A domestic report, the "AI Era Cybersecurity Industry Talent Development Report," also provides a set of data: in 2025, among surveyed practitioners, 46.2% had a pre-tax annual salary between 200,000 and 300,000 RMB. The market is willing to pay for core talent because people who can truly handle complex threats and make judgments during incidents are extremely scarce. The report also shows that 56.5% of practitioners said AI has shifted more of their focus to analyzing complex threats, and 33.0% indicated they are moving from execution roles to strategy formulation.
This point is crucial.
What we lack most right now are the people who can understand a vulnerability in the middle of the night, judge its impact, coordinate upstream and downstream, and write a patch. Security has never been an industry relying on flashes of inspiration; it's dirty, hard work. Dissect the term "cybersecurity," and inside you'll only find false positives, blame, endless patches, endless meetings, and that phone call that wakes you up at 3 AM.
The Plague Bacillus Never Disappears
Camus wrote a novel called *The Plague*.
The story takes place in an ordinary small city in North Africa. A plague suddenly breaks out, the city gates are closed, everyone is trapped inside. Daily life shatters overnight. People panic, then become numb, and eventually get used to it. Until the plague finally recedes, the gates reopen, and laughter returns to the streets.
At the end of the novel, Camus writes: "According to medical records, the plague bacillus never dies or disappears; it can lie dormant for decades in furniture, clothing, bedding; it waits patiently in rooms, cellars, suitcases, handkerchiefs, and wastepaper. Perhaps the day will come when, for the bane and enlightenment of men, the plague will rouse its rats again and send them to die in some well-contented city."
I've always felt this passage is well-suited to describing network vulnerabilities.

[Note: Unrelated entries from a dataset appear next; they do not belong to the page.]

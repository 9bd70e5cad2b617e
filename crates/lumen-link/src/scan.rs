//! Declaration scanning for one shader stage.
//!
//! The scanner recognizes exactly four declaration forms (`attribute`, `varying`, `out` and
//! `uniform`) and never looks at anything else in the source. Each recognized declaration is cut
//! out of the source; the first cut leaves [`PLACEHOLDER`] behind so the emitter has exactly one
//! injection point per stage.

use std::fmt;
use std::ops::Range;

use tracing::trace;

use crate::error::LinkError;
use crate::limits::MAX_SHADER_SOURCE_BYTES;
use crate::stage::ShaderStage;

/// Marker left at the first removed declaration. `@` is not a valid GLSL token, so the marker
/// cannot collide with shader text.
pub const PLACEHOLDER: &str = "@@@";

#[derive(Debug, Clone, Copy, PartialEq, Eq, Hash)]
pub enum DeclKeyword {
    Attribute,
    Varying,
    Output,
    Uniform,
}

impl DeclKeyword {
    pub fn as_str(self) -> &'static str {
        match self {
            DeclKeyword::Attribute => "attribute",
            DeclKeyword::Varying => "varying",
            DeclKeyword::Output => "out",
            DeclKeyword::Uniform => "uniform",
        }
    }

    fn from_word(word: &str) -> Option<Self> {
        match word {
            "attribute" => Some(DeclKeyword::Attribute),
            "varying" => Some(DeclKeyword::Varying),
            "out" => Some(DeclKeyword::Output),
            "uniform" => Some(DeclKeyword::Uniform),
            _ => None,
        }
    }
}

impl fmt::Display for DeclKeyword {
    fn fmt(&self, f: &mut fmt::Formatter<'_>) -> fmt::Result {
        f.write_str(self.as_str())
    }
}

/// One declaration found by [`tokenize`].
#[derive(Debug, Clone, PartialEq, Eq)]
pub struct Declaration {
    pub keyword: DeclKeyword,
    /// Text between the keyword and the terminating `;`, trimmed.
    pub payload: String,
    /// Byte range removed from the source: blanks before the keyword on its line through the
    /// last `;`.
    pub span: Range<usize>,
}

#[derive(Debug, Clone, Default, PartialEq, Eq)]
pub struct ScanResult {
    /// Source with every declaration removed and [`PLACEHOLDER`] at the injection point.
    pub stripped: String,
    /// Byte offset of [`PLACEHOLDER`] within `stripped`.
    pub placeholder_offset: usize,
    pub attributes: Vec<String>,
    pub varyings: Vec<String>,
    pub outputs: Vec<String>,
    pub uniforms: Vec<String>,
}

impl ScanResult {
    pub fn lines(&self, keyword: DeclKeyword) -> &[String] {
        match keyword {
            DeclKeyword::Attribute => &self.attributes,
            DeclKeyword::Varying => &self.varyings,
            DeclKeyword::Output => &self.outputs,
            DeclKeyword::Uniform => &self.uniforms,
        }
    }

    fn lines_mut(&mut self, keyword: DeclKeyword) -> &mut Vec<String> {
        match keyword {
            DeclKeyword::Attribute => &mut self.attributes,
            DeclKeyword::Varying => &mut self.varyings,
            DeclKeyword::Output => &mut self.outputs,
            DeclKeyword::Uniform => &mut self.uniforms,
        }
    }

    /// Replace the placeholder with `block`. Nothing else in the stripped source is touched.
    pub fn splice(&self, block: &str) -> String {
        let head = &self.stripped[..self.placeholder_offset];
        let tail = &self.stripped[self.placeholder_offset + PLACEHOLDER.len()..];
        let mut out = String::with_capacity(self.stripped.len() + block.len());
        out.push_str(head);
        out.push_str(block);
        out.push_str(tail);
        out
    }
}

fn is_ident_start(b: u8) -> bool {
    b.is_ascii_alphabetic() || b == b'_'
}

fn is_ident_continue(b: u8) -> bool {
    b.is_ascii_alphanumeric() || b == b'_'
}

fn line_number(source: &str, offset: usize) -> usize {
    source.as_bytes()[..offset]
        .iter()
        .filter(|&&b| b == b'\n')
        .count()
        + 1
}

/// Find every declaration in `source` in a single linear pass.
///
/// A keyword only starts a declaration when it is a whole word followed by whitespace, sits
/// outside comments and parentheses, and is at a statement boundary: the start of the source,
/// the first token on its line, or the first token after `;`, `{` or `}`. Preprocessor lines are
/// skipped.
pub fn tokenize(source: &str, stage: ShaderStage) -> Result<Vec<Declaration>, LinkError> {
    let bytes = source.as_bytes();
    let mut decls = Vec::new();
    let mut i = 0usize;
    let mut line_start = true;
    let mut after_terminator = true;
    let mut paren_depth = 0u32;
    // End of the previous declaration; blanks before a keyword are only absorbed back to here.
    let mut last_end = 0usize;

    while i < bytes.len() {
        let b = bytes[i];
        match b {
            b'\n' => {
                line_start = true;
                i += 1;
            }
            b' ' | b'\t' | b'\r' => i += 1,
            b'/' if bytes.get(i + 1) == Some(&b'/') => {
                while i < bytes.len() && bytes[i] != b'\n' {
                    i += 1;
                }
            }
            b'/' if bytes.get(i + 1) == Some(&b'*') => {
                i += 2;
                while i < bytes.len() && !(bytes[i] == b'*' && bytes.get(i + 1) == Some(&b'/')) {
                    if bytes[i] == b'\n' {
                        line_start = true;
                    }
                    i += 1;
                }
                i = (i + 2).min(bytes.len());
            }
            b'#' if line_start => {
                // Directives end at the newline, honoring `\` continuations.
                while i < bytes.len() && bytes[i] != b'\n' {
                    if bytes[i] == b'\\' && bytes.get(i + 1) == Some(&b'\n') {
                        i += 1;
                    }
                    i += 1;
                }
            }
            b';' | b'{' | b'}' => {
                after_terminator = true;
                line_start = false;
                i += 1;
            }
            b'(' | b')' => {
                paren_depth = if b == b'(' {
                    paren_depth + 1
                } else {
                    paren_depth.saturating_sub(1)
                };
                after_terminator = false;
                line_start = false;
                i += 1;
            }
            _ if is_ident_start(b) => {
                let start = i;
                while i < bytes.len() && is_ident_continue(bytes[i]) {
                    i += 1;
                }
                let at_boundary = (line_start || after_terminator) && paren_depth == 0;
                line_start = false;
                after_terminator = false;

                let keyword = match DeclKeyword::from_word(&source[start..i]) {
                    Some(keyword) if at_boundary => keyword,
                    _ => continue,
                };
                if !bytes.get(i).is_some_and(|b| b.is_ascii_whitespace()) {
                    continue;
                }

                let Some(rel) = source[i..].find(';') else {
                    return Err(LinkError::MalformedDeclaration {
                        stage,
                        keyword,
                        line: line_number(source, start),
                    });
                };
                let semi = i + rel;
                let mut end = semi + 1;
                while end < bytes.len() && bytes[end] == b';' {
                    end += 1;
                }

                let mut span_start = start;
                while span_start > last_end && matches!(bytes[span_start - 1], b' ' | b'\t') {
                    span_start -= 1;
                }

                let payload = source[i..semi].trim().to_owned();
                trace!(%stage, %keyword, payload = payload.as_str(), "scanned declaration");
                decls.push(Declaration {
                    keyword,
                    payload,
                    span: span_start..end,
                });

                i = end;
                last_end = end;
                after_terminator = true;
            }
            _ => {
                after_terminator = false;
                line_start = false;
                i += 1;
            }
        }
    }

    Ok(decls)
}

/// Offset just past a leading `#version` line, where the placeholder goes when the source has
/// no declarations at all.
fn version_directive_end(source: &str) -> usize {
    let trimmed = source.trim_start();
    if !trimmed.starts_with("#version") {
        return 0;
    }
    let start = source.len() - trimmed.len();
    match source[start..].find('\n') {
        Some(nl) => start + nl + 1,
        None => source.len(),
    }
}

/// Strip all declarations from one stage source and bucket their payloads by keyword.
pub fn scan(source: &str, stage: ShaderStage) -> Result<ScanResult, LinkError> {
    if source.len() > MAX_SHADER_SOURCE_BYTES {
        return Err(LinkError::SourceTooLarge {
            stage,
            len: source.len(),
            max: MAX_SHADER_SOURCE_BYTES,
        });
    }

    let decls = tokenize(source, stage)?;
    let mut result = ScanResult::default();
    let mut stripped = String::with_capacity(source.len() + PLACEHOLDER.len() + 1);

    if decls.is_empty() {
        let at = version_directive_end(source);
        stripped.push_str(&source[..at]);
        if at > 0 && !stripped.ends_with('\n') {
            stripped.push('\n');
        }
        result.placeholder_offset = stripped.len();
        stripped.push_str(PLACEHOLDER);
        stripped.push('\n');
        stripped.push_str(&source[at..]);
        result.stripped = stripped;
        return Ok(result);
    }

    let mut copied_to = 0usize;
    for (n, decl) in decls.into_iter().enumerate() {
        stripped.push_str(&source[copied_to..decl.span.start]);
        if n == 0 {
            result.placeholder_offset = stripped.len();
            stripped.push_str(PLACEHOLDER);
            stripped.push('\n');
        }
        copied_to = decl.span.end;
        result.lines_mut(decl.keyword).push(decl.payload);
    }
    stripped.push_str(&source[copied_to..]);
    result.stripped = stripped;

    Ok(result)
}

#[cfg(test)]
mod tests {
    use super::*;
    use pretty_assertions::assert_eq;

    #[test]
    fn buckets_declarations_and_leaves_single_placeholder() {
        let src = "\
#version 450
attribute vec4 vertex_position;
uniform mat4 matrix_model;
varying vec2 vUv0;

void main() {
    gl_Position = matrix_model * vertex_position;
}
";
        let scanned = scan(src, ShaderStage::Vertex).unwrap();
        assert_eq!(scanned.attributes, vec!["vec4 vertex_position"]);
        assert_eq!(scanned.uniforms, vec!["mat4 matrix_model"]);
        assert_eq!(scanned.varyings, vec!["vec2 vUv0"]);
        assert!(scanned.outputs.is_empty());
        assert_eq!(
            scanned.stripped,
            "\
#version 450
@@@




void main() {
    gl_Position = matrix_model * vertex_position;
}
"
        );
        assert_eq!(&scanned.stripped[scanned.placeholder_offset..][..3], PLACEHOLDER);
    }

    #[test]
    fn keywords_inside_comments_parens_and_words_are_ignored() {
        let src = "\
// uniform float commented;
/* varying vec2 alsoCommented; */
void shade(out vec4 color) { color = vec4(1.0); }
float outline;
uniform float real;
";
        let scanned = scan(src, ShaderStage::Fragment).unwrap();
        assert_eq!(scanned.uniforms, vec!["float real"]);
        assert!(scanned.varyings.is_empty());
        assert!(scanned.outputs.is_empty());
        assert!(scanned.stripped.contains("void shade(out vec4 color)"));
        assert!(scanned.stripped.contains("float outline;"));
    }

    #[test]
    fn several_declarations_on_one_line() {
        let src = "uniform float a; uniform float b;;\nvoid main() {}\n";
        let scanned = scan(src, ShaderStage::Fragment).unwrap();
        assert_eq!(scanned.uniforms, vec!["float a", "float b"]);
        assert_eq!(scanned.stripped, "@@@\n\nvoid main() {}\n");
    }

    #[test]
    fn declaration_may_span_lines() {
        let src = "uniform\n    highp vec4\n    tint;\n";
        let scanned = scan(src, ShaderStage::Fragment).unwrap();
        assert_eq!(scanned.uniforms, vec!["highp vec4\n    tint"]);
    }

    #[test]
    fn no_declarations_puts_placeholder_after_version() {
        let scanned = scan("#version 450\nvoid main() {}\n", ShaderStage::Vertex).unwrap();
        assert_eq!(scanned.stripped, "#version 450\n@@@\nvoid main() {}\n");
        assert_eq!(scanned.placeholder_offset, "#version 450\n".len());

        let scanned = scan("void main() {}\n", ShaderStage::Vertex).unwrap();
        assert_eq!(scanned.stripped, "@@@\nvoid main() {}\n");
        assert_eq!(scanned.placeholder_offset, 0);
    }

    #[test]
    fn unterminated_declaration_is_malformed() {
        let err = scan("void main() {}\nuniform vec4 tint\n", ShaderStage::Fragment).unwrap_err();
        assert_eq!(
            err,
            LinkError::MalformedDeclaration {
                stage: ShaderStage::Fragment,
                keyword: DeclKeyword::Uniform,
                line: 2,
            }
        );
    }

    #[test]
    fn rescan_of_stripped_source_finds_nothing() {
        let src = "\
attribute vec3 aPosition;
varying vec3 vNormal; out vec4 fragColor;
uniform sampler2D tex;
void main() {}
";
        let scanned = scan(src, ShaderStage::Vertex).unwrap();
        assert!(tokenize(&scanned.stripped, ShaderStage::Vertex)
            .unwrap()
            .is_empty());
    }

    #[test]
    fn splice_replaces_only_the_placeholder() {
        let scanned = scan("uniform float a;\nvoid main() {}\n", ShaderStage::Fragment).unwrap();
        assert_eq!(
            scanned.splice("layout(set = 2, binding = 0) uniform X { float a; };"),
            "layout(set = 2, binding = 0) uniform X { float a; };\n\nvoid main() {}\n"
        );
    }
}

They aren't born on the day they are discovered. They have been lying in the code all along; in the past, nobody heard them breathing, so we mistook silence for safety.
The daily routines we've grown so accustomed to that we no longer question—they all run on code. Code carries old debts. Those debts weren't urgent to repay in the past because there were few debt collectors. After AI arrived, debt collectors suddenly multiplied.
The scary part isn't just that there will be more hackers. On the other side of the system, the people who handle problems haven't multiplied proportionally.
This is the most agonizing aspect of the AI security era. Capabilities diffuse on their own; responsibility does not. Finding a vulnerability becomes increasingly cheap, but fixing it still costs as much as before. Destruction can be replicated countless times by scripts, but trust can only be rebuilt slowly, system by system, team by team.
AI won't destroy the internet overnight. What it does is more like turning on the lights. We finally see that digital life has never been a self-operating natural order, but rather the daily work of people suppressing risks to a level we don't feel.
In the future, what will truly be expensive isn't finding vulnerabilities. It's whether there will still be enough people willing to fix them, one by one.